What you will do:
Search the data for the string "tracing" and copy each line where it turns up.

(Source records)
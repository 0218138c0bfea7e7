mod client;
mod model;
mod tracing;

pub use client::{
    BoxError, ChatClient, ChatClientImpl, ChatCompletionCallOptions, ChatCompletionRequestOptions,
    CompletionStream, DEFAULT_MODEL, DEFAULT_RUN_NAME,
};
pub use model::{
    from_openai_message, to_openai_messages, to_openai_tool, ChatModel, MessageAccumulator,
    ModelDelta, ModelRequest, ModelStream, OpenAiChatModel,
};
pub use self::tracing::{LangSmithTracer, TracingError, TracingProvider, DEFAULT_LANGSMITH_ENDPOINT};
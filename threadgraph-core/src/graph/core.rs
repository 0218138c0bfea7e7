use super::{tools_condition, Phase, TurnEvent, TurnStream};
use crate::checkpoint::CheckpointStore;
use crate::node::{ChatNode, Context, Node, ToolNode};
use crate::types::{ChatState, Message, NodeError, TurnError, TurnResult, UpdateableState};
use std::sync::Arc;
use tokio::sync::mpsc::{self, Sender};
use tokio_stream::wrappers::ReceiverStream;
use tracing::{debug, info};

pub const DEFAULT_RECURSION_LIMIT: usize = 25;
const EVENT_BUFFER: usize = 64;

/// Limits applied to every turn
#[derive(Debug, Clone, PartialEq)]
pub struct ExecutorConfig {
    /// Maximum model inferences in one turn
    pub recursion_limit: usize,
}

impl Default for ExecutorConfig {
    fn default() -> Self {
        Self {
            recursion_limit: DEFAULT_RECURSION_LIMIT,
        }
    }
}

/// Runs conversation turns:
/// `START -> MODEL_INFERENCE <-> TOOL_EXECUTION -> END`.
///
/// Every message a phase produces is checkpointed before the next phase
/// starts, so an interrupted turn can be picked up with [`TurnExecutor::resume`].
#[derive(Debug, Clone)]
pub struct TurnExecutor {
    store: Arc<dyn CheckpointStore>,
    chat: Arc<ChatNode>,
    tools: Arc<ToolNode>,
    config: ExecutorConfig,
}

impl TurnExecutor {
    /// The chat node is bound to the schemas of the tool node's registry;
    /// an empty registry disables tools.
    pub fn new(store: Arc<dyn CheckpointStore>, chat: ChatNode, tools: ToolNode) -> Self {
        let schemas = tools.registry().schemas();
        Self {
            store,
            chat: Arc::new(chat.with_tools(schemas)),
            tools: Arc::new(tools),
            config: ExecutorConfig::default(),
        }
    }

    pub fn with_config(mut self, config: ExecutorConfig) -> Self {
        self.config = config;
        self
    }

    pub fn store(&self) -> &Arc<dyn CheckpointStore> {
        &self.store
    }

    /// Run a turn to completion and return the thread's updated state.
    pub async fn invoke(&self, ctx: &Context, text: impl Into<String>) -> TurnResult<ChatState> {
        self.run(ctx, Some(Message::user(text)), None).await
    }

    /// Run a turn in the background, reporting progress as it happens.
    pub fn stream(&self, ctx: Context, text: impl Into<String>) -> TurnStream {
        let (tx, rx) = mpsc::channel(EVENT_BUFFER);
        let executor = self.clone();
        let user = Message::user(text);
        let handle = tokio::spawn(async move { executor.run(&ctx, Some(user), Some(&tx)).await });
        TurnStream::new(ReceiverStream::new(rx), handle)
    }

    /// Finish a turn that was interrupted. A thread that already ended is
    /// returned unchanged.
    pub async fn resume(&self, ctx: &Context) -> TurnResult<ChatState> {
        self.run(ctx, None, None).await
    }

    async fn run(
        &self,
        ctx: &Context,
        input: Option<Message>,
        events: Option<&Sender<TurnEvent>>,
    ) -> TurnResult<ChatState> {
        let history = self.store.read(&ctx.thread_id).await?;
        let mut state = ChatState::new(ctx.thread_id.clone(), history);
        info!(thread_id = %ctx.thread_id, trace_id = %ctx.trace_id, history = state.messages.len(), "turn started");

        // Leftover calls must be answered before anything else lands in the thread
        if !state.pending_tool_calls().is_empty() {
            info!(thread_id = %ctx.thread_id, "completing interrupted tool calls");
            let added = self.tools.process(ctx, &state).await?;
            self.commit(ctx, &mut state, added, events).await?;
        }
        if let Some(user) = input {
            self.commit(ctx, &mut state, vec![user], events).await?;
        }

        let mut inferences = 0;
        let mut phase = Phase::from_history(&state.messages);
        loop {
            debug!(thread_id = %ctx.thread_id, phase = %phase, "entering phase");
            phase = match phase {
                Phase::Start | Phase::End => break,
                Phase::ModelInference => {
                    if inferences == self.config.recursion_limit {
                        return Err(TurnError::RecursionLimit(self.config.recursion_limit));
                    }
                    inferences += 1;
                    let added = match events {
                        Some(tx) => self.chat.process_streaming(ctx, &state, tx).await?,
                        None => self.chat.process(ctx, &state).await?,
                    };
                    let reply = added.last().ok_or_else(|| {
                        NodeError::Execution("model inference produced no message".into())
                    })?;
                    let next = tools_condition(reply);
                    self.commit(ctx, &mut state, added, events).await?;
                    next
                }
                Phase::ToolExecution => {
                    let added = self.tools.process(ctx, &state).await?;
                    self.commit(ctx, &mut state, added, events).await?;
                    Phase::ModelInference
                }
            };
        }

        info!(thread_id = %ctx.thread_id, inferences, "turn finished");
        Ok(state)
    }

    async fn commit(
        &self,
        ctx: &Context,
        state: &mut ChatState,
        messages: Vec<Message>,
        events: Option<&Sender<TurnEvent>>,
    ) -> TurnResult<()> {
        self.store.append(&ctx.thread_id, &messages).await?;
        if let Some(tx) = events {
            for message in &messages {
                // A closed receiver means the turn is being torn down
                let _ = tx.send(TurnEvent::Message(message.clone())).await;
            }
        }
        state.update_many(messages);
        Ok(())
    }
}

Answer to this problem:
mod tracing;
pub use self::tracing::{LangSmithTracer, TracingError, TracingProvider, DEFAULT_LANGSMITH_ENDPOINT};
use tracing::{debug, info};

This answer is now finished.